═══ DATA EXTRACTS ═══

//! Shared utilities for CLI commands

use anyhow::{bail, Context, Result};
use std::collections::HashSet;
use std::fmt;
use std::path::Path;
use tracing_subscriber::EnvFilter;
use tw_core::{discover_migrations, Config, DdlBuilder, Dialect, MigrationDefinition};
use tw_db::{Connection, DuckDbBackend};
use tw_migrate::Migration;

use crate::cli::{Direction, GlobalArgs};

/// Exit code for configuration and project loading failures.
pub(crate) const EXIT_CONFIG: i32 = 1;
/// Exit code for database and migration failures.
pub(crate) const EXIT_MIGRATION: i32 = 4;

/// Structured exit code error.
///
/// Use `return Err(ExitCode(N).into())` instead of `std::process::exit(N)`
/// so that RAII destructors run and cleanup happens properly.
#[derive(Debug)]
pub(crate) struct ExitCode(pub(crate) i32);

impl fmt::Display for ExitCode {
    fn fmt(&self, f: &mut fmt::Formatter<'_>) -> fmt::Result {
        // ExitCode is control flow, not a user-facing message.
        write!(f, "")
    }
}

impl std::error::Error for ExitCode {}

/// Install the log subscriber.
///
/// `RUST_LOG` wins when set; otherwise `-v` selects `debug` and the default
/// is `info`. Output goes to stderr so command output on stdout stays
/// machine-readable.
pub(crate) fn init_logging(verbose: bool) {
    let default_level = if verbose { "debug" } else { "info" };
    let filter =
        EnvFilter::try_from_default_env().unwrap_or_else(|_| EnvFilter::new(default_level));
    let result = tracing_subscriber::fmt()
        .with_env_filter(filter)
        .with_target(verbose)
        .without_time()
        .with_writer(std::io::stderr)
        .try_init();
    if let Err(e) = result {
        eprintln!("Failed to install logger: {e}");
    }
}

/// A loaded project: configuration plus discovered migrations.
pub(crate) struct ProjectContext {
    /// Parsed tablewright.yml
    pub config: Config,
    /// All migrations, sorted by name
    pub migrations: Vec<MigrationDefinition>,
}

impl ProjectContext {
    /// Load config and migrations from `global.project_dir`.
    pub fn load(global: &GlobalArgs) -> Result<Self> {
        let root = Path::new(&global.project_dir).to_path_buf();
        let config = Config::load_from_dir(&root).context("Failed to load project config")?;
        let migrations = discover_migrations(&config.migration_paths_absolute(&root))
            .context("Failed to load migrations")?;
        log::debug!(
            "Loaded project '{}' with {} migrations from {}",
            config.name,
            migrations.len(),
            root.display()
        );
        Ok(Self { config, migrations })
    }

    /// Statement builder for the configured dialect and table prefix.
    pub fn ddl_builder(&self) -> DdlBuilder {
        DdlBuilder::new(self.config.database.dialect).with_table_prefix(&self.config.table_prefix)
    }

    /// Migrations named in a comma-separated `filter`, or all of them.
    ///
    /// Unknown names are an error. The result keeps name order.
    pub fn select(&self, filter: Option<&str>) -> Result<Vec<&MigrationDefinition>> {
        let Some(filter) = filter else {
            return Ok(self.migrations.iter().collect());
        };
        let wanted: HashSet<&str> = filter
            .split(',')
            .map(str::trim)
            .filter(|s| !s.is_empty())
            .collect();
        let known: HashSet<&str> = self.migrations.iter().map(|m| m.name.as_str()).collect();
        let mut unknown: Vec<&str> = wanted.difference(&known).copied().collect();
        if !unknown.is_empty() {
            unknown.sort_unstable();
            bail!("Unknown migrations: {}", unknown.join(", "));
        }
        Ok(self
            .migrations
            .iter()
            .filter(|m| wanted.contains(m.name.as_str()))
            .collect())
    }

    /// Open the configured database, honoring `--database`.
    pub fn open_database(&self, global: &GlobalArgs) -> Result<DuckDbBackend> {
        let dialect = self.config.database.dialect;
        if dialect != Dialect::DuckDb {
            bail!(
                "No backend for dialect '{dialect}'; use `tw plan` to render its statements"
            );
        }
        let path = global
            .database
            .as_deref()
            .unwrap_or(&self.config.database.path);
        DuckDbBackend::new(path).context("Failed to connect to database")
    }
}

/// Outcome of one migration in a batch.
#[derive(Debug, Clone, PartialEq, Eq)]
pub(crate) enum MigrationOutcome {
    /// Schema committed (and seed data inserted, for up)
    Applied,
    /// Rolled back or rejected, with the reason
    Failed(String),
}

/// Per-migration outcomes of a batch, in execution order.
#[derive(Debug, Default)]
pub(crate) struct BatchReport {
    pub outcomes: Vec<(String, MigrationOutcome)>,
}

impl BatchReport {
    pub fn failed(&self) -> usize {
        self.outcomes
            .iter()
            .filter(|(_, o)| matches!(o, MigrationOutcome::Failed(_)))
            .count()
    }

    pub fn applied(&self) -> usize {
        self.outcomes.len() - self.failed()
    }
}

/// Run one direction of the lifecycle for each migration.
///
/// Down runs in reverse order. Unless `keep_going` is set, the batch stops at
/// the first failure.
pub(crate) fn run_batch(
    project: &ProjectContext,
    migrations: &[&MigrationDefinition],
    direction: Direction,
    conn: &dyn Connection,
    keep_going: bool,
) -> BatchReport {
    let ordered: Vec<&MigrationDefinition> = match direction {
        Direction::Up => migrations.to_vec(),
        Direction::Down => migrations.iter().rev().copied().collect(),
    };

    let mut report = BatchReport::default();
    for file in ordered {
        let outcome = run_one(project, file, direction, conn);
        let stop = matches!(outcome, MigrationOutcome::Failed(_)) && !keep_going;
        report.outcomes.push((file.name.clone(), outcome));
        if stop {
            break;
        }
    }
    report
}

/// Run one direction of the lifecycle for a single migration.
pub(crate) fn run_one(
    project: &ProjectContext,
    file: &MigrationDefinition,
    direction: Direction,
    conn: &dyn Connection,
) -> MigrationOutcome {
    log::info!("*** {} {}", direction_label(direction), file.name);
    let migration = Migration::from_file(
        file,
        &project.config.timestamps,
        project.ddl_builder(),
        conn,
    );
    let result = match direction {
        Direction::Up => migration.up(),
        Direction::Down => migration.down(),
    };
    match result {
        Ok(true) => MigrationOutcome::Applied,
        Ok(false) => MigrationOutcome::Failed("rolled back".to_string()),
        Err(e) => MigrationOutcome::Failed(e.to_string()),
    }
}

fn direction_label(direction: Direction) -> &'static str {
    match direction {
        Direction::Up => "applying",
        Direction::Down => "reverting",
    }
}

/// Print per-migration results and a summary line.
pub(crate) fn print_report(report: &BatchReport, verb: &str) {
    for (name, outcome) in &report.outcomes {
        match outcome {
            MigrationOutcome::Applied => println!("  ✓ {name}"),
            MigrationOutcome::Failed(reason) => println!("  ✗ {name} - {reason}"),
        }
    }
    println!(
        "\n{verb}: {} succeeded, {} failed",
        report.applied(),
        report.failed()
    );
}

#[cfg(test)]
#[path = "common_test.rs"]
mod tests;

═══

Where does "EnvFilter" appear in the records above? Copy every line that has it.

use tracing_subscriber::EnvFilter;
        EnvFilter::try_from_default_env().unwrap_or_else(|_| EnvFilter::new(default_level));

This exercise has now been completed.